Liver disease cured by DNA editing

  • Breaking
  • 23/04/2014

Scientists have managed to cure a disease in adult animals with a revolutionary genome-editing technique for the first time.

The technique allows scientists to make the smallest changes to the huge database of a DNA molecule.

Researchers have now had a breakthrough by using the technique to cure adult laboratory mice of an inherited liver disease but fixing a single 'letter' of the genome which had been mutated.

In adult humans a similar mutation in the same gene causes an equivalent inherited liver disease, and the treatment in mice increases hope that the same technique could be trailed in humans within a few years.

This is the latest breakthrough in genome editing, a branch of medicine that has been revolutionised since the discovery of Crispr technology, which allows scientists to alter almost any part of the genetic code precisely.
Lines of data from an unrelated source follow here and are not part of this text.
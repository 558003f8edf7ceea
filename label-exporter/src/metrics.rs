//! Exporter self-metrics and registry assembly.

use prometheus_client::encoding::EncodeLabelSet;
use prometheus_client::metrics::counter::Counter;
use prometheus_client::metrics::family::Family;
use prometheus_client::metrics::gauge::Gauge;
use prometheus_client::metrics::info::Info;
use prometheus_client::registry::Registry;

use crate::collector::LabelCollector;
use crate::index::SharedIndex;

/// Labels of the event counter.
#[derive(Clone, Debug, Hash, PartialEq, Eq, EncodeLabelSet)]
pub struct EventLabels {
    pub event: String,
    pub outcome: String,
}

/// Counters and gauges describing the exporter itself.
#[derive(Debug, Clone, Default)]
pub struct ExporterMetrics {
    events: Family<EventLabels, Counter>,
    entities: Gauge,
    known_labels: Gauge,
}

impl ExporterMetrics {
    /// Register all self-metrics with `registry`.
    pub fn register(&self, registry: &mut Registry) {
        registry.register(
            "label_exporter_events",
            "Entity events processed, by event type and outcome",
            self.events.clone(),
        );
        registry.register(
            "label_exporter_entities",
            "Entities currently tracked",
            self.entities.clone(),
        );
        registry.register(
            "label_exporter_known_labels",
            "Label names currently exported as columns",
            self.known_labels.clone(),
        );
    }

    /// Count one processed event.
    pub fn record_event(&self, outcome: EventOutcome) {
        self.events.get_or_create(&outcome.labels()).inc();
    }

    /// Publish the current index size.
    pub fn set_index_size(&self, entities: usize, known_labels: usize) {
        self.entities.set(entities as i64);
        self.known_labels.set(known_labels as i64);
    }

    /// Number of events counted with `outcome`.
    pub fn event_count(&self, outcome: EventOutcome) -> u64 {
        self.events.get_or_create(&outcome.labels()).get()
    }

    /// Total events counted across all outcomes.
    pub fn total_events(&self) -> u64 {
        EventOutcome::ALL.iter().map(|o| self.event_count(*o)).sum()
    }
}

/// What processing an event amounted to.
#[derive(Debug, Clone, Copy, PartialEq, Eq)]
pub enum EventOutcome {
    Tracked,
    NotOptedIn,
    Removed,
    Absent,
    Malformed,
    UnsupportedKind,
}

impl EventOutcome {
    pub const ALL: [EventOutcome; 6] = [
        EventOutcome::Tracked,
        EventOutcome::NotOptedIn,
        EventOutcome::Removed,
        EventOutcome::Absent,
        EventOutcome::Malformed,
        EventOutcome::UnsupportedKind,
    ];

    pub fn event(&self) -> &'static str {
        match self {
            EventOutcome::Tracked | EventOutcome::NotOptedIn => "added",
            EventOutcome::Removed | EventOutcome::Absent => "removed",
            EventOutcome::Malformed | EventOutcome::UnsupportedKind => "discarded",
        }
    }

    pub fn outcome(&self) -> &'static str {
        match self {
            EventOutcome::Tracked => "tracked",
            EventOutcome::NotOptedIn => "not_opted_in",
            EventOutcome::Removed => "removed",
            EventOutcome::Absent => "absent",
            EventOutcome::Malformed => "malformed",
            EventOutcome::UnsupportedKind => "unsupported_kind",
        }
    }

    fn labels(&self) -> EventLabels {
        EventLabels {
            event: self.event().to_string(),
            outcome: self.outcome().to_string(),
        }
    }
}

/// Build the registry served on the metrics endpoint.
///
/// Contains the label family backed by `index`, the exporter self-metrics
/// and a build info metric.
pub fn build_registry(index: SharedIndex, metrics: &ExporterMetrics) -> Registry {
    let mut registry = Registry::default();

    registry.register_collector(Box::new(LabelCollector::new(index)));
    metrics.register(&mut registry);

    let build_info = Info::new(vec![(
        "version".to_string(),
        env!("CARGO_PKG_VERSION").to_string(),
    )]);
    registry.register(
        "label_exporter_build",
        "Label exporter build information",
        build_info,
    );

    registry
}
In the latest discovery, scientists at the Massachusetts Institute of Technology used the method to locate and correct the mutated gene pairin the liver gene known as LAH, which can be the cause of a fatal build up of amino acid tyrosine in humans, requiring drug treatment and a special diet.

The study's leader Professor Daniel Anderson said, "We basically showed you could use the Crispr system in an animal to cure a genetic disease, and the one we picked was s disease in the liver which is very similar to one found in humans."